On Tuesday, the Service Employees International Union, the CMA, Kaiser, Health Net, Blue Cross and Catholic Healthcare West–the nonprofit hospital chain–announced their support for a plan to create access to universal health care. The decision, apparently, means that the group is willing to bankroll a costly effort to win approval for the proposal, whether through a campaign to pressure lawmakers into approving a plan or by convincing voters to approve the plan at the ballot box. Barring a special election, the next regularly scheduled statewide election is next June, although legislation already is under way to push California’s presidential primary up to February 2008.
But even the supporters said their backing was tentative. “One issue we need to consider carefully is shifting the risks and costs of health care to individuals,” Sal Roselli, president of the SEIU state council, said in a written statement. “We must ensure that Employers shoulder their share of the cost of insurance and not place too great a burden on workers.”
For employers, Roselli’s comments signaled a clear position that businesses would be required to foot a big piece of the health-care bill.
“We applaud the governor for reaching out, for tackling such a mind-bendingly complex and white-hot issue, but we have concerns about how we see the sorts of players who are staking out their positions. These are the same players, I suspect, who were in support of SB 2,” said Jot Condie, president and CEO of the California Restaurant Association.
“That 4-percent payroll tax is something that small businesses can’t afford, just as most consumers can’t afford health insurance. We believe there should be a strong emphasis on cost controls, and that it should be at the forefront of the debate,” he added.
“We are really awaiting more details,” added Chamber spokesman Vince Sollitto. “We are participating in the process, and Cal Chamber certainly shares the goals of the governor to increase access and improve affordability. But we have not taken a formal position [on the governor’s plan] until we review the details and determine just what the true impacts are of the governor’s plan.”
The governor’s proposal has received the most attention, but four other major proposals with important differences are being circulated in the Legislature.

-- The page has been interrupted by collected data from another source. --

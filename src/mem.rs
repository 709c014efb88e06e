//! Memory accounting for transport buffers.
//!
//! A [`MemContext`] does not allocate anything itself. Callers reserve the
//! size of the buffers they hold, and the context tracks current and peak
//! usage and reports water mark crossings.

use std::fmt;
use std::ops::{Deref, DerefMut};
use std::sync::atomic::{AtomicBool, AtomicUsize, Ordering};
use std::sync::{Arc, Mutex};

use bytes::BytesMut;

/// Water mark notification.
#[derive(Debug, Clone, Copy, PartialEq, Eq)]
pub enum WaterEvent {
    /// Usage rose above the high water mark.
    High,
    /// Usage fell below the low water mark after a high event.
    Low,
}

type WaterCallback = Arc<dyn Fn(&MemContext, WaterEvent) + Send + Sync>;

struct Water {
    hi: usize,
    lo: usize,
    cb: WaterCallback,
    above: bool,
}

struct MemInner {
    name: String,
    inuse: AtomicUsize,
    maxinuse: AtomicUsize,
    overmem: AtomicBool,
    water: Mutex<Option<Water>>,
}

/// Named, shareable accounting context.
#[derive(Clone)]
pub struct MemContext {
    inner: Arc<MemInner>,
}

impl fmt::Debug for MemContext {
    fn fmt(&self, f: &mut fmt::Formatter<'_>) -> fmt::Result {
        f.debug_struct("MemContext")
            .field("name", &self.inner.name)
            .field("inuse", &self.inuse())
            .field("maxinuse", &self.maxinuse())
            .finish()
    }
}

impl MemContext {
    pub fn new(name: impl Into<String>) -> Self {
        Self {
            inner: Arc::new(MemInner {
                name: name.into(),
                inuse: AtomicUsize::new(0),
                maxinuse: AtomicUsize::new(0),
                overmem: AtomicBool::new(false),
                water: Mutex::new(None),
            }),
        }
    }

    pub fn name(&self) -> &str {
        &self.inner.name
    }

    /// Bytes currently reserved.
    pub fn inuse(&self) -> usize {
        self.inner.inuse.load(Ordering::Acquire)
    }

    /// Highest value `inuse` has reached.
    pub fn maxinuse(&self) -> usize {
        self.inner.maxinuse.load(Ordering::Acquire)
    }

    /// Account for `size` bytes until the returned reservation is dropped.
    pub fn reserve(&self, size: usize) -> MemReservation {
        let now = self.inner.inuse.fetch_add(size, Ordering::AcqRel) + size;
        self.inner.maxinuse.fetch_max(now, Ordering::AcqRel);
        self.check_water(now);
        MemReservation {
            ctx: self.clone(),
            size,
        }
    }

    /// Zeroed buffer of `size` bytes, accounted until it is dropped.
    pub fn allocate(&self, size: usize) -> MemBuffer {
        MemBuffer {
            buf: BytesMut::zeroed(size),
            reservation: self.reserve(size),
        }
    }

    /// Install high/low water marks. `hi == 0` removes them.
    ///
    /// `cb` gets the context so it can call [`MemContext::waterack`].
    ///
    /// # Panics
    /// Panics if `lo > hi`.
    pub fn setwater<F>(&self, hi: usize, lo: usize, cb: F)
    where
        F: Fn(&MemContext, WaterEvent) + Send + Sync + 'static,
    {
        assert!(lo <= hi, "low water mark above high water mark");
        let mut water = self.lock_water();
        *water = if hi == 0 {
            None
        } else {
            Some(Water {
                hi,
                lo,
                cb: Arc::new(cb),
                above: false,
            })
        };
    }

    /// Acknowledge a water event; `is_overmem` follows the last acknowledged one.
    pub fn waterack(&self, event: WaterEvent) {
        self.inner
            .overmem
            .store(event == WaterEvent::High, Ordering::Release);
    }

    pub fn is_overmem(&self) -> bool {
        self.inner.overmem.load(Ordering::Acquire)
    }

    fn release(&self, size: usize) {
        let now = self.inner.inuse.fetch_sub(size, Ordering::AcqRel) - size;
        self.check_water(now);
    }

    fn check_water(&self, now: usize) {
        let fire = {
            let mut water = self.lock_water();
            match water.as_mut() {
                Some(w) if !w.above && now > w.hi => {
                    w.above = true;
                    Some((w.cb.clone(), WaterEvent::High))
                }
                Some(w) if w.above && now < w.lo => {
                    w.above = false;
                    Some((w.cb.clone(), WaterEvent::Low))
                }
                _ => None,
            }
        };
        if let Some((cb, event)) = fire {
            tracing::debug!(context = %self.inner.name, inuse = now, ?event, "Memory water mark crossed");
            cb(self, event);
        }
    }

    fn lock_water(&self) -> std::sync::MutexGuard<'_, Option<Water>> {
        self.inner
            .water
            .lock()
            .unwrap_or_else(|poisoned| poisoned.into_inner())
    }
}

/// Accounted bytes, returned to the context on drop.
#[derive(Debug)]
pub struct MemReservation {
    ctx: MemContext,
    size: usize,
}

impl MemReservation {
    pub fn size(&self) -> usize {
        self.size
    }
}

impl Drop for MemReservation {
    fn drop(&mut self) {
        self.ctx.release(self.size);
    }
}

/// Buffer whose size is charged to a [`MemContext`].
#[derive(Debug)]
pub struct MemBuffer {
    buf: BytesMut,
    reservation: MemReservation,
}

impl MemBuffer {
    pub fn reserved(&self) -> usize {
        self.reservation.size()
    }
}

impl Deref for MemBuffer {
    type Target = [u8];

    fn deref(&self) -> &[u8] {
        &self.buf
    }
}

impl DerefMut for MemBuffer {
    fn deref_mut(&mut self) -> &mut [u8] {
        &mut self.buf
    }
}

The Senate Republican, the Senate Democratic and the governor’s plans require individuals to assume some of the costs of coverage; the Assembly Democratic proposal has no individual mandate. The Senate GOP plan does not require employers to foot a piece of the bill; the Democratic and the governor’s plans do, with exemptions for smaller companies. All except the Senate Democratic plan provides tax breaks for employers. The Senate GOP plan gives tax credits to doctors and hospitals, plus a low-interest loan program for nonprofit hospitals and clinics. Detailed comparisons of the plans are available online at http://republican.sen.ca.gov/calcare and http://www.senate.ca.gov/sor/WHATS_NEW/Side_by_Side.pdf.
“Everybody is trying to decide the best way to proceed,” said Senate Republican Leader Dick Ackerman, R-Irvine. “This is a very large topic, with a whole bunch of issues and a whole bunch of stakeholders. We are trying to get as much input as we can.”
Supporters and critics alike are uncertain whether any health-care plan ultimately goes to a two-house conference committee to be hammered out–a common Capitol practice.
“We want to make sure it goes through both houses and that you have hearings,” Condie said. “The last time we saw a huge, complex issue rushed through in a one-year legislative process to a conference committee two nights before the end of session was with AB 1890,” he said, referring the bill that paved the way for the state’s disastrous experiment with electricity deregulation.
“And we all know what happened with that.”